Los actores en vivo solo puedes verlos en este contexto, no es como con los músicos”, agregaba Beatrice Ostuni. Tanto que, en el Lido, los rincones estratégicos de avistamiento siempre andan llenos de gente. Desde el puente delante del hotel Excelsior, con una buena vista, se disfruta un largo rato del divo de turno: desde la aparición de su vaporetto en el horizonte hasta el desembarco en el muelle, antes de dirigirse a la alfombra roja.

Difícil explicar tanto ardor. O por qué alguien pagaría mucho más que una entrada normal por ver una película que, en semanas o meses, llegará a su barrio o su televisor. El glamur o la fascinación del estreno global puede explicar una parte del fenómeno. Pero lo cierto es que la venta de entradas al público del certamen no paraba de crecer en los últimos años. De 171.120 espectadores en 2017 se pasó a 210.003 en 2019. La pandemia supuso una caída en picado al año siguiente, pero en 2021 se volvió a 153.265 billetes. Y en esta 79ª edición, a falta de datos oficiales, la impresión es de una auténtica invasión.

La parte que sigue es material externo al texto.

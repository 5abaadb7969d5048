// ==========================================
// 过程质量控制台 - 判定配置读取 Trait
// ==========================================
// 职责: 定义判定引擎/检测 API 所需的配置读取接口（不包含实现）
// 红线: 不包含配置写入、不包含判定逻辑
// ==========================================

use crate::engine::classifier::ClassifierConfig;
use async_trait::async_trait;
use std::error::Error;

// ==========================================
// ClassifierConfigReader Trait
// ==========================================
// 实现者: ConfigManager（从 config_kv 表读取）
#[async_trait]
pub trait ClassifierConfigReader: Send + Sync {
    /// 获取预警带比例
    ///
    /// # 返回
    /// - f64: 取值 [0, 1]
    ///
    /// # 默认值
    /// - 0.3
    async fn get_warning_ratio(&self) -> Result<f64, Box<dyn Error>>;

    /// 获取历史判定默认回溯小时数
    ///
    /// # 返回
    /// - u32: 取值 [1, 8784]
    ///
    /// # 默认值
    /// - 24
    async fn get_default_history_hours(&self) -> Result<u32, Box<dyn Error>>;

    /// 组装判定引擎参数
    async fn load_classifier_config(&self) -> Result<ClassifierConfig, Box<dyn Error>> {
        Ok(ClassifierConfig {
            warning_ratio: self.get_warning_ratio().await?,
        })
    }
}
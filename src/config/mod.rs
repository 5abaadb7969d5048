// ==========================================
// 过程质量控制台 - 配置层
// ==========================================
// 职责: 判定参数管理
// 存储: config_kv 表
// ==========================================

pub mod classifier_config_trait;
pub mod config_manager;

// 重导出核心配置管理器
pub use classifier_config_trait::ClassifierConfigReader;
pub use config_manager::{config_keys, ConfigManager, DEFAULT_HISTORY_HOURS, MAX_HISTORY_HOURS};
// ==========================================
// 过程质量控制台 - 命令行入口
// ==========================================
// 用法:
//   inprocess-qc <characteristic_id> <value> [operator]
//   inprocess-qc --list
//   inprocess-qc --history <characteristic_id>
// 结果以 JSON 输出到 stdout,日志输出到 stderr
// ==========================================

use anyhow::{bail, Context};
use inprocess_qc::app::{get_default_db_path, AppState};
use inprocess_qc::i18n::{self, t_with_args};
use inprocess_qc::logging;

const USAGE: &str = "用法:
  inprocess-qc <characteristic_id> <value> [operator]   提交测量值并判定
  inprocess-qc --list                                    列出控制项与特性
  inprocess-qc --history <characteristic_id>             判定最近历史样本";

#[tokio::main]
async fn main() -> anyhow::Result<()> {
    // 初始化日志系统
    logging::init();
    let locale = i18n::init_from_env();

    tracing::info!("==================================================");
    tracing::info!("{} - 在线检测判定", inprocess_qc::APP_NAME);
    tracing::info!("系统版本: {}, 语言: {}", inprocess_qc::VERSION, locale);
    tracing::info!("==================================================");

    let args: Vec<String> = std::env::args().skip(1).collect();
    if args.is_empty() {
        eprintln!("{}", USAGE);
        bail!("缺少参数");
    }

    let db_path = get_default_db_path();
    let state = AppState::new(db_path).await?;
    let api = &state.inspection_api;

    match args.as_slice() {
        [flag] if flag == "--list" => {
            let mut catalog = Vec::new();
            for item in api.list_control_items()? {
                let characteristics = api.list_characteristics(&item.id)?;
                catalog.push(serde_json::json!({
                    "control_item": item,
                    "characteristics": characteristics,
                }));
            }
            println!("{}", serde_json::to_string_pretty(&catalog)?);
        }
        [flag, characteristic_id] if flag == "--history" => {
            let history = api.evaluate_history(characteristic_id, None)?;
            println!("{}", serde_json::to_string_pretty(&history)?);
        }
        [characteristic_id, raw_value, rest @ ..] if rest.len() <= 1 => {
            let value: f64 = raw_value
                .trim()
                .parse()
                .with_context(|| format!("测量值不是数字: {}", raw_value))?;
            let operator = rest.first().map(String::as_str);

            let record = api.submit_measurement(characteristic_id, value, operator)?;
            eprintln!(
                "{}",
                t_with_args(
                    "inspection.result",
                    &[
                        ("name", &record.characteristic_name),
                        ("value", &record.value.to_string()),
                        ("status", &record.status_label),
                    ],
                )
            );
            println!("{}", serde_json::to_string_pretty(&record)?);
        }
        _ => {
            eprintln!("{}", USAGE);
            bail!("参数无法识别: {:?}", args);
        }
    }

    Ok(())
}
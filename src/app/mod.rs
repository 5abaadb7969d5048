// ==========================================
// 过程质量控制台 - 应用层
// ==========================================
// 职责: 启动装配 + 界面视图状态
// ==========================================

pub mod state;
pub mod view_state;

// 重导出
pub use state::{get_default_db_path, AppState};
pub use view_state::{ConsoleDialog, ConsoleTab, ConsoleViewState, SampleFilter};
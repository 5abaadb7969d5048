// ==========================================
// 过程质量控制台 - 规格限/控制限领域模型
// ==========================================
// 依据: 在线检测判定规则 - LimitSet
// 约定: lsl <= lcl <= cl <= ucl <= usl (期望关系,领域层不强制)
// ==========================================

use serde::{Deserialize, Serialize};

// ==========================================
// LimitSet - 特性限值集
// ==========================================
// 用途: 单个检测特性的规格限 + 控制限 + 中心线
// 生命周期: 一次判定期间不可变
#[derive(Debug, Clone, PartialEq, Serialize, Deserialize)]
pub struct LimitSet {
    // ===== 规格限 (客户/工程要求) =====
    pub lsl: f64, // 规格下限
    pub usl: f64, // 规格上限

    // ===== 控制限 (过程统计边界) =====
    pub lcl: f64, // 控制下限
    pub ucl: f64, // 控制上限

    // ===== 中心线 =====
    pub cl: f64, // 中心线/目标值

    // ===== 显示 =====
    #[serde(default)]
    pub unit: String, // 单位 (仅显示用)
}

impl LimitSet {
    /// 构造限值集
    pub fn new(lsl: f64, usl: f64, lcl: f64, ucl: f64, cl: f64, unit: impl Into<String>) -> Self {
        Self {
            lsl,
            usl,
            lcl,
            ucl,
            cl,
            unit: unit.into(),
        }
    }

    /// 规格公差宽度 (usl - lsl)
    pub fn spec_width(&self) -> f64 {
        self.usl - self.lsl
    }

    /// 控制限宽度 (ucl - lcl)
    pub fn control_width(&self) -> f64 {
        self.ucl - self.lcl
    }

    /// 是否满足完整嵌套关系 lsl <= lcl <= cl <= ucl <= usl
    ///
    /// 仅用于提示，判定引擎不以此拒绝输入
    pub fn is_nested(&self) -> bool {
        self.lsl <= self.lcl && self.lcl <= self.cl && self.cl <= self.ucl && self.ucl <= self.usl
    }
}

#[cfg(test)]
mod tests {
    use super::*;

    #[test]
    fn test_widths() {
        let limits = LimitSet::new(45.0, 55.0, 46.0, 54.0, 50.0, "N·m");
        assert!((limits.spec_width() - 10.0).abs() < f64::EPSILON);
        assert!((limits.control_width() - 8.0).abs() < f64::EPSILON);
        assert!(limits.is_nested());
    }

    #[test]
    fn test_not_nested_when_control_exceeds_spec_limits() {
        let limits = LimitSet::new(9.97, 10.03, 9.96, 10.04, 10.0, "mm");
        assert!(!limits.is_nested());
    }

    #[test]
    fn test_unit_defaults_when_missing() {
        let json = r#"{"lsl":1.0,"usl":5.0,"lcl":2.0,"ucl":4.0,"cl":3.0}"#;
        let limits: LimitSet = serde_json::from_str(json).unwrap();
        assert!(limits.unit.is_empty());
        assert!((limits.cl - 3.0).abs() < f64::EPSILON);
    }
}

“Después de la crisis sanitaria se ha perdido la costumbre de frecuentar las salas. Hay que recrear el deseo del cine. Los festivales también sirven para reforzar la idea de que ver una película en la gran pantalla, en un establecimiento equipado para eso, es una experiencia incomparable”, asegura Alberto Barbera, director artístico de la Mostra. Es probable que todos los asistentes estarían de acuerdo. Aunque discreparían de Barbera en otro aspecto del certamen: su sistema de reserva online. Las quejas han sido recurrentes, tanto entre los acreditados como el público que paga, sobre todo en los primeros días. Luego, la plataforma mejoró y la protesta se redujo.

Continúa imposible, sin embargo, hacerse con una de las butacas externas de cada fila. Las más ambicionadas, las primeras en ocuparse. Porque la prioridad de todos es ver la película. Pero la segunda es garantizarse un plan de fuga rápido, en caso de ladrillo. Aunque también puede servir de indicador del éxito de un filme: en 2019, los pocos presentes a la proyección del filme checo El pájaro pintado, de Václav Marhoul, se desplegaron precisamente en los asientos más cercanos a las salidas. Pero, 169 minutos después, la mayoría seguía allí. La película, finalmente, estuvo a punto de llegar como finalista a los Oscar.

“Este año se han estrenado superproducciones que han funcionado muy bien. Buena parte de los otros filmes distribuidos era de interés escaso, porque los distribuidores no se fiaban. Todos esperaban el momento más apropiado, pero ha llegado. Entre las películas que esperaban y las nuevas, de Cannes, Locarno y Venecia, saldrán obras muy importantes que pueden restituir al público las ganas de la sala”, agrega Barbera. A condición, eso sí, de no leer las reseñas de Ridateci i soldi [Devolvednos el dinero]. Así bautizaron un rincón del festival donde los asistentes pueden coger papel, bolígrafo y dejar colgadas en una pared sus opiniones más despiadadas.

Un espectador dejó escrita una petición algo extrema: “Detened a Abel Ferrara”. Pero otros, lejos de disociarse, han subido la apuesta. Y añadido al papel los nombres de más cineastas: Iñárritu, Rosi, Pallaoro… Desde luego, una forma muy peculiar de expresar pasión por el cine. Para esto, quizás, mejor que se duerman en tu película.